Each record should be written out exactly as it stands.

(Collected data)
---*---
//! Property-based tests for the control plane: matrix determinism under
//! arbitrary connection lists, the end-to-end smoothing bound, and macro
//! transparency at rest.

use graviton_core::{BlockStats, PARAM_COUNT, ParamKey, ParamSnapshot};
use graviton_engine::{
    BlendPipeline, Connection, CurveShape, MacroMapper, MacroMode, ModulationMatrix, SourceKind,
};
use proptest::prelude::*;

fn arb_connection() -> impl Strategy<Value = Connection> {
    (
        0usize..4,
        0usize..3,
        0usize..PARAM_COUNT,
        -1.5f32..1.5f32,
        0.0f32..500.0f32,
        0usize..3,
        any::<bool>(),
    )
        .prop_map(|(src, axis, dest, depth, smoothing, curve, enabled)| {
            let mut c = Connection::new(
                SourceKind::ALL[src],
                axis,
                ParamKey::from_index(dest),
                depth,
            );
            c.smoothing_ms = smoothing;
            c.curve = CurveShape::ALL[curve];
            c.enabled = enabled;
            c.clamped()
        })
}

proptest! {
    #![proptest_config(ProptestConfig::with_cases(250))]

    /// Identical connection lists and identical input statistics produce
    /// bit-identical modulation offsets, block after block.
    #[test]
    fn matrix_is_deterministic(
        list in prop::collection::vec(arb_connection(), 0..12),
        levels in prop::collection::vec((0.0f32..2.0f32, 0.0f32..2.0f32), 1..40),
    ) {
        let mut a = ModulationMatrix::new(48000.0);
        let mut b = ModulationMatrix::new(48000.0);
        a.commit(&list);
        b.commit(&list);

        for &(rms, peak) in &levels {
            let stats = BlockStats { rms, peak, len: 256 };
            a.process(&stats, 256);
            b.process(&stats, 256);
            for key in ParamKey::ALL {
                prop_assert_eq!(
                    a.modulation(key).to_bits(),
                    b.modulation(key).to_bits(),
                    "diverged at {}",
                    key.as_str()
                );
            }
        }
    }

    /// Disabled connections never contribute, whatever else is committed.
    #[test]
    fn all_disabled_lists_modulate_nothing(
        mut list in prop::collection::vec(arb_connection(), 0..12),
        blocks in 1usize..20,
    ) {
        for c in &mut list {
            c.enabled = false;
        }
        let mut matrix = ModulationMatrix::new(48000.0);
        matrix.commit(&list);
        let stats = BlockStats { rms: 0.5, peak: 0.9, len: 256 };
        for _ in 0..blocks {
            matrix.process(&stats, 256);
        }
        for key in ParamKey::ALL {
            prop_assert_eq!(matrix.modulation(key), 0.0);
        }
    }

    /// For any step change in a hot parameter's target, consecutive
    /// per-sample values never move faster than range / ramp samples.
    #[test]
    fn pipeline_honors_the_smoothing_bound(
        start in 0.0f32..1.0f32,
        target in 0.0f32..1.0f32,
        block in 32usize..512,
    ) {
        let mut pipeline = BlendPipeline::new();
        pipeline.prepare(48000.0, block);

        let mut snap = ParamSnapshot::defaults();
        snap.set(ParamKey::Gravity, start);
        pipeline.snap_to(&snap);

        snap.set(ParamKey::Gravity, target);
        let targets = MacroMapper::new(MacroMode::Thematic).compute_targets(&[0.5; 5]);

        let spec = ParamKey::Gravity.spec();
        let ramp_samples = (spec.smoothing_ms / 1000.0 * 48000.0).max(1.0);
        let bound = spec.span() / ramp_samples + 1e-5;

        let mut prev = start;
        let blocks = (ramp_samples as usize / block) + 10;
        for _ in 0..blocks {
            pipeline.retarget(&snap, &targets, 0.0);
            pipeline.advance(block);
            pipeline.apply_modulation(&[0.0; PARAM_COUNT]);
            for &v in pipeline.samples(ParamKey::Gravity).unwrap() {
                prop_assert!((v - prev).abs() <= bound, "step {} > {}", (v - prev).abs(), bound);
                prev = v;
            }
        }
        prop_assert!((prev - target).abs() < 1e-4);
    }

    /// With every macro at rest, the blended value equals the user value
    /// exactly, for any user value and either macro policy.
    #[test]
    fn resting_macros_are_transparent(
        value in 0.0f32..1.0f32,
        param_index in 0usize..PARAM_COUNT,
        expressive in any::<bool>(),
    ) {
        let key = ParamKey::from_index(param_index);
        let mode = if expressive { MacroMode::Expressive } else { MacroMode::Thematic };
        let mapper = MacroMapper::new(mode);
        let rest = [0.5f32; 5];
        let influence = mapper.influence(&rest[..mode.macro_count()]);
        prop_assert_eq!(influence, 0.0);

        let mut pipeline = BlendPipeline::new();
        pipeline.prepare(48000.0, 128);
        let mut snap = ParamSnapshot::defaults();
        snap.set(key, key.spec().clamp(value));
        pipeline.snap_to(&snap);

        let targets = mapper.compute_targets(&rest[..mode.macro_count()]);
        pipeline.retarget(&snap, &targets, influence);
        pipeline.advance(128);
        pipeline.apply_modulation(&[0.0; PARAM_COUNT]);
        prop_assert_eq!(pipeline.value(key), snap.get(key));
    }
}
//! Numeric hygiene helpers for the audio path.
//!
//! The audio callback must never propagate a NaN or infinity: a single bad
//! sample poisons every feedback structure downstream. Values crossing a
//! trust boundary (host parameter reads, preset floats) pass through
//! [`sanitize`] before use.

/// Replace non-finite values with a fallback.
///
/// Host automation and preset files are untrusted inputs; a NaN written
/// into a comb filter never leaves it. Used on every parameter snapshot.
#[inline]
pub fn sanitize(value: f32, fallback: f32) -> f32 {
    if value.is_finite() { value } else { fallback }
}

/// Linear interpolation between `a` and `b` by `t` in [0, 1].
#[inline]
pub fn lerp(a: f32, b: f32, t: f32) -> f32 {
    a + (b - a) * t
}

/// Convert decibels to linear gain.
#[inline]
pub fn db_to_linear(db: f32) -> f32 {
    libm::powf(10.0, db / 20.0)
}

/// Flush denormal floats to zero.
///
/// Denormals cause 100x slowdowns on some CPUs when feedback paths decay
/// toward zero. Applied at feedback points in the routing modules.
#[inline]
pub fn flush_denormal(value: f32) -> f32 {
    if value.abs() < 1e-20 { 0.0 } else { value }
}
---*---
#### SOLVED PROBLEM
//! Property-based tests for the control plane: matrix determinism under
//! arbitrary connection lists, the end-to-end smoothing bound, and macro
//! transparency at rest.

use graviton_core::{BlockStats, PARAM_COUNT, ParamKey, ParamSnapshot};
use graviton_engine::{
    BlendPipeline, Connection, CurveShape, MacroMapper, MacroMode, ModulationMatrix, SourceKind,
};
use proptest::prelude::*;

fn arb_connection() -> impl Strategy<Value = Connection> {
    (
        0usize..4,
        0usize..3,
        0usize..PARAM_COUNT,
        -1.5f32..1.5f32,
        0.0f32..500.0f32,
        0usize..3,
        any::<bool>(),
    )
        .prop_map(|(src, axis, dest, depth, smoothing, curve, enabled)| {
            let mut c = Connection::new(
                SourceKind::ALL[src],
                axis,
                ParamKey::from_index(dest),
                depth,
            );
            c.smoothing_ms = smoothing;
            c.curve = CurveShape::ALL[curve];
            c.enabled = enabled;
            c.clamped()
        })
}

proptest! {
    #![proptest_config(ProptestConfig::with_cases(250))]

    /// Identical connection lists and identical input statistics produce
    /// bit-identical modulation offsets, block after block.
    #[test]
    fn matrix_is_deterministic(
        list in prop::collection::vec(arb_connection(), 0..12),
        levels in prop::collection::vec((0.0f32..2.0f32, 0.0f32..2.0f32), 1..40),
    ) {
        let mut a = ModulationMatrix::new(48000.0);
        let mut b = ModulationMatrix::new(48000.0);
        a.commit(&list);
        b.commit(&list);

        for &(rms, peak) in &levels {
            let stats = BlockStats { rms, peak, len: 256 };
            a.process(&stats, 256);
            b.process(&stats, 256);
            for key in ParamKey::ALL {
                prop_assert_eq!(
                    a.modulation(key).to_bits(),
                    b.modulation(key).to_bits(),
                    "diverged at {}",
                    key.as_str()
                );
            }
        }
    }

    /// Disabled connections never contribute, whatever else is committed.
    #[test]
    fn all_disabled_lists_modulate_nothing(
        mut list in prop::collection::vec(arb_connection(), 0..12),
        blocks in 1usize..20,
    ) {
        for c in &mut list {
            c.enabled = false;
        }
        let mut matrix = ModulationMatrix::new(48000.0);
        matrix.commit(&list);
        let stats = BlockStats { rms: 0.5, peak: 0.9, len: 256 };
        for _ in 0..blocks {
            matrix.process(&stats, 256);
        }
        for key in ParamKey::ALL {
            prop_assert_eq!(matrix.modulation(key), 0.0);
        }
    }

    /// For any step change in a hot parameter's target, consecutive
    /// per-sample values never move faster than range / ramp samples.
    #[test]
    fn pipeline_honors_the_smoothing_bound(
        start in 0.0f32..1.0f32,
        target in 0.0f32..1.0f32,
        block in 32usize..512,
    ) {
        let mut pipeline = BlendPipeline::new();
        pipeline.prepare(48000.0, block);

        let mut snap = ParamSnapshot::defaults();
        snap.set(ParamKey::Gravity, start);
        pipeline.snap_to(&snap);

        snap.set(ParamKey::Gravity, target);
        let targets = MacroMapper::new(MacroMode::Thematic).compute_targets(&[0.5; 5]);

        let spec = ParamKey::Gravity.spec();
        let ramp_samples = (spec.smoothing_ms / 1000.0 * 48000.0).max(1.0);
        let bound = spec.span() / ramp_samples + 1e-5;

        let mut prev = start;
        let blocks = (ramp_samples as usize / block) + 10;
        for _ in 0..blocks {
            pipeline.retarget(&snap, &targets, 0.0);
            pipeline.advance(block);
            pipeline.apply_modulation(&[0.0; PARAM_COUNT]);
            for &v in pipeline.samples(ParamKey::Gravity).unwrap() {
                prop_assert!((v - prev).abs() <= bound, "step {} > {}", (v - prev).abs(), bound);
                prev = v;
            }
        }
        prop_assert!((prev - target).abs() < 1e-4);
    }

    /// With every macro at rest, the blended value equals the user value
    /// exactly, for any user value and either macro policy.
    #[test]
    fn resting_macros_are_transparent(
        value in 0.0f32..1.0f32,
        param_index in 0usize..PARAM_COUNT,
        expressive in any::<bool>(),
    ) {
        let key = ParamKey::from_index(param_index);
        let mode = if expressive { MacroMode::Expressive } else { MacroMode::Thematic };
        let mapper = MacroMapper::new(mode);
        let rest = [0.5f32; 5];
        let influence = mapper.influence(&rest[..mode.macro_count()]);
        prop_assert_eq!(influence, 0.0);

        let mut pipeline = BlendPipeline::new();
        pipeline.prepare(48000.0, 128);
        let mut snap = ParamSnapshot::defaults();
        snap.set(key, key.spec().clamp(value));
        pipeline.snap_to(&snap);

        let targets = mapper.compute_targets(&rest[..mode.macro_count()]);
        pipeline.retarget(&snap, &targets, influence);
        pipeline.advance(128);
        pipeline.apply_modulation(&[0.0; PARAM_COUNT]);
        prop_assert_eq!(pipeline.value(key), snap.get(key));
    }
}
//! Numeric hygiene helpers for the audio path.
//!
//! The audio callback must never propagate a NaN or infinity: a single bad
//! sample poisons every feedback structure downstream. Values crossing a
//! trust boundary (host parameter reads, preset floats) pass through
//! [`sanitize`] before use.

/// Replace non-finite values with a fallback.
///
/// Host automation and preset files are untrusted inputs; a NaN written
/// into a comb filter never leaves it. Used on every parameter snapshot.
#[inline]
pub fn sanitize(value: f32, fallback: f32) -> f32 {
    if value.is_finite() { value } else { fallback }
}

/// Linear interpolation between `a` and `b` by `t` in [0, 1].
#[inline]
pub fn lerp(a: f32, b: f32, t: f32) -> f32 {
    a + (b - a) * t
}

/// Convert decibels to linear gain.
#[inline]
pub fn db_to_linear(db: f32) -> f32 {
    libm::powf(10.0, db / 20.0)
}

/// Flush denormal floats to zero.
///
/// Denormals cause 100x slowdowns on some CPUs when feedback paths decay
/// toward zero. Applied at feedback points in the routing modules.
#[inline]
pub fn flush_denormal(value: f32) -> f32 {
    if value.abs() < 1e-20 { 0.0 } else { value }
}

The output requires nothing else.